Authors
Feng R, Spieth L, Liu L, Berghoff S, Franz J, Liu Q, Wang Z, Tiwari V, Vitale S, Frerich S, Florensa S, Junker N, Huber L, Keller M, Müller C, Bracher F, Ge X, Rensen PCN, Kooij G, Hosang L, Chornyi S, Dichgans M, Gokce O, Saher G, Stadelmann C, Giera M, Groh J, Simons M
Journal
Immunity
Citation
Immunity. 2025 Oct 29:S1074-7613(25)00433-9.
Abstract
Compartmentalized inflammation is a key driver of multiple sclerosis (MS) progression, but the mechanisms sustaining its persistence remain unclear. A hallmark of this persistent and slowly evolving inflammatory process is chronic active MS lesions.

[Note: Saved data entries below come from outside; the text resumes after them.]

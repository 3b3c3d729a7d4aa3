//! Variable model: the structured candidates extracted from papers.

use serde::{Deserialize, Serialize};
use std::collections::BTreeSet;

/// Statistical type of a discovered variable
#[derive(Debug, Clone, Copy, PartialEq, Eq, Serialize, Deserialize)]
#[serde(rename_all = "lowercase")]
pub enum VariableType {
    Continuous,
    Categorical,
    Binary,
    Ordinal,
}

impl VariableType {
    /// Parse a model-proposed type, falling back to `Continuous` on anything
    /// outside the enumerated set.
    pub fn parse_lossy(value: &str) -> Self {
        match value.trim().to_lowercase().as_str() {
            "categorical" => VariableType::Categorical,
            "binary" => VariableType::Binary,
            "ordinal" => VariableType::Ordinal,
            _ => VariableType::Continuous,
        }
    }
}

/// Role a variable plays relative to the hypothesis
#[derive(Debug, Clone, Copy, PartialEq, Eq, Serialize, Deserialize)]
#[serde(rename_all = "lowercase")]
pub enum VariableRole {
    Predictor,
    Outcome,
    Confounder,
}

impl VariableRole {
    /// Parse a model-proposed role, falling back to `Predictor`.
    pub fn parse_lossy(value: &str) -> Self {
        match value.trim().to_lowercase().as_str() {
            "outcome" => VariableRole::Outcome,
            "confounder" => VariableRole::Confounder,
            _ => VariableRole::Predictor,
        }
    }
}

/// Reported direction of association with the hypothesis outcome
#[derive(Debug, Clone, Copy, PartialEq, Eq, Serialize, Deserialize)]
#[serde(rename_all = "lowercase")]
pub enum Relationship {
    Positive,
    Negative,
    Null,
    Unknown,
}

impl Relationship {
    /// Parse a model-proposed direction, falling back to `Unknown`.
    pub fn parse_lossy(value: &str) -> Self {
        match value.trim().to_lowercase().as_str() {
            "positive" => Relationship::Positive,
            "negative" => Relationship::Negative,
            "null" => Relationship::Null,
            _ => Relationship::Unknown,
        }
    }
}

/// Typical value range reported or estimated for a variable
#[derive(Debug, Clone, Copy, Default, PartialEq, Serialize, Deserialize)]
pub struct ValueRange {
    pub min: Option<f64>,
    pub max: Option<f64>,
    pub mean: Option<f64>,
    pub sd: Option<f64>,
}

impl ValueRange {
    /// Whether any statistic is populated
    pub fn is_empty(&self) -> bool {
        self.min.is_none() && self.max.is_none() && self.mean.is_none() && self.sd.is_none()
    }

    pub fn has_mean(&self) -> bool {
        self.mean.is_some()
    }
}

/// Parse a numeric field from model output, treating "unknown"/"n/a"-style
/// placeholders and anything non-numeric as absent rather than an error.
pub fn parse_stat(value: Option<&str>) -> Option<f64> {
    let value = value?.trim();
    if value.is_empty() {
        return None;
    }
    match value.to_lowercase().as_str() {
        "unknown" | "n/a" | "na" | "none" => None,
        _ => value.parse::<f64>().ok(),
    }
}

/// A variable candidate discovered in the literature
///
/// Accumulated append-only during paper analysis, then merged in place during
/// standardization. Every variable carries at least one citation back to the
/// paper that produced it.
#[derive(Debug, Clone, PartialEq, Serialize, Deserialize)]
pub struct Variable {
    /// Variable name (canonical after standardization)
    pub name: String,

    /// Statistical type
    pub var_type: VariableType,

    /// Free-form distribution family (normal, lognormal, unknown, ...)
    pub distribution: String,

    /// Role relative to the hypothesis
    pub role: VariableRole,

    /// Reported direction of association
    pub relationship: Relationship,

    /// Measurement units, if reported
    pub units: Option<String>,

    /// Typical range, if reported or estimated
    pub range: Option<ValueRange>,

    /// Model reasoning for extracting this variable
    pub reasoning: String,

    /// Paper identifiers supporting this variable (e.g. "PMID:12345")
    pub citations: BTreeSet<String>,
}

impl Variable {
    /// Create a variable cited by a single paper.
    pub fn cited_by(name: impl Into<String>, citation: impl Into<String>) -> Self {
        let mut citations = BTreeSet::new();
        citations.insert(citation.into());
        Self {
            name: name.into(),
            var_type: VariableType::Continuous,
            distribution: "unknown".to_string(),
            role: VariableRole::Predictor,
            relationship: Relationship::Unknown,
            units: None,
            range: None,
            reasoning: String::new(),
            citations,
        }
    }

    /// Whether the distribution field carries real information
    pub fn has_known_distribution(&self) -> bool {
        !self.distribution.is_empty() && self.distribution != "unknown"
    }

    /// Merge another copy of the same concept into this one: union the
    /// citation sets and fill missing range/distribution/units from the other
    /// copy. Populated fields are never overwritten by blanks.
    pub fn absorb(&mut self, other: &Variable) {
        self.citations.extend(other.citations.iter().cloned());

        let self_has_range = self.range.map(|r| r.has_mean()).unwrap_or(false);
        let other_has_range = other.range.map(|r| r.has_mean()).unwrap_or(false);
        if !self_has_range && other_has_range {
            self.range = other.range;
        }

        if !self.has_known_distribution() && other.has_known_distribution() {
            self.distribution = other.distribution.clone();
        }

        if self.units.is_none() {
            self.units = other.units.clone();
        }
    }
}
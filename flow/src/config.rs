//! Run configuration shared by every combinator

use serde::{Deserialize, Serialize};
use std::sync::Arc;

/// Configuration for a [`Flow`]
///
/// Deserializes with defaults for missing fields, so it can be embedded in
/// a host application's own config file.
#[derive(Clone, Debug, PartialEq, Eq, Serialize, Deserialize)]
pub struct FlowConfig {
    /// Name attached to every log event a run emits
    #[serde(default = "default_name")]
    pub name: String,
    /// Log a warning when a completion signal is dropped without reporting
    #[serde(default = "default_warn_on_abandoned")]
    pub warn_on_abandoned: bool,
}

fn default_name() -> String {
    "flow".to_string()
}

fn default_warn_on_abandoned() -> bool {
    true
}

impl Default for FlowConfig {
    fn default() -> Self {
        Self {
            name: default_name(),
            warn_on_abandoned: default_warn_on_abandoned(),
        }
    }
}

impl FlowConfig {
    /// Create a config with the given run name and default settings
    #[must_use]
    pub fn named(name: impl Into<String>) -> Self {
        Self {
            name: name.into(),
            ..Self::default()
        }
    }

    /// Toggle the abandoned-signal warning
    #[must_use]
    pub fn with_warn_on_abandoned(mut self, enabled: bool) -> Self {
        self.warn_on_abandoned = enabled;
        self
    }
}

/// Entry point for running combinators under a [`FlowConfig`]
///
/// `Flow` is cheap to clone and holds no per-run state; every call to
/// `serial`, `parallel` or `map` creates its own run state.
#[derive(Clone, Debug)]
pub struct Flow {
    config: FlowConfig,
    name: Arc<str>,
}

impl Default for Flow {
    fn default() -> Self {
        Self::new(FlowConfig::default())
    }
}

impl Flow {
    /// Create a flow from a config
    #[must_use]
    pub fn new(config: FlowConfig) -> Self {
        let name = Arc::from(config.name.as_str());
        Self { config, name }
    }

    /// The config this flow was built from
    #[must_use]
    pub fn config(&self) -> &FlowConfig {
        &self.config
    }

    /// Run name used in log events
    #[must_use]
    pub fn name(&self) -> &str {
        &self.name
    }

    pub(crate) fn shared_name(&self) -> Arc<str> {
        Arc::clone(&self.name)
    }

    /// Name handed to completion signals so they can report abandonment
    pub(crate) fn watch(&self) -> Option<Arc<str>> {
        self.config.warn_on_abandoned.then(|| self.shared_name())
    }
}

We generated a high-resolution, single-cell molecular and spatial atlas of such lesions by combining single-nucleus RNA sequencing (snRNA-seq) with multiplexed error-robust fluorescence in situ hybridization (MERFISH). Within lesion rims, we identified CD8+ T cell niches associated with inflamed microglia displaying an interferon response and upregulated lipid metabolism. To investigate their function, we deleted ATP-binding cassette transporters A1 and G1 (ABCA1/G1) in the microglia of mice with experimental autoimmune encephalomyelitis (EAE), which increased the formation of lipid-storing phagocytes that amplified inflammation. Moreover, pharmacologically targeting sterol metabolism mitigated foam cell formation and inflammatory demyelination in EAE. Thus, our high-resolution map of immune niches in chronic active MS lesions identifies a role for lipid-storing, dysfunctional microglia in persistent neuroinflammation.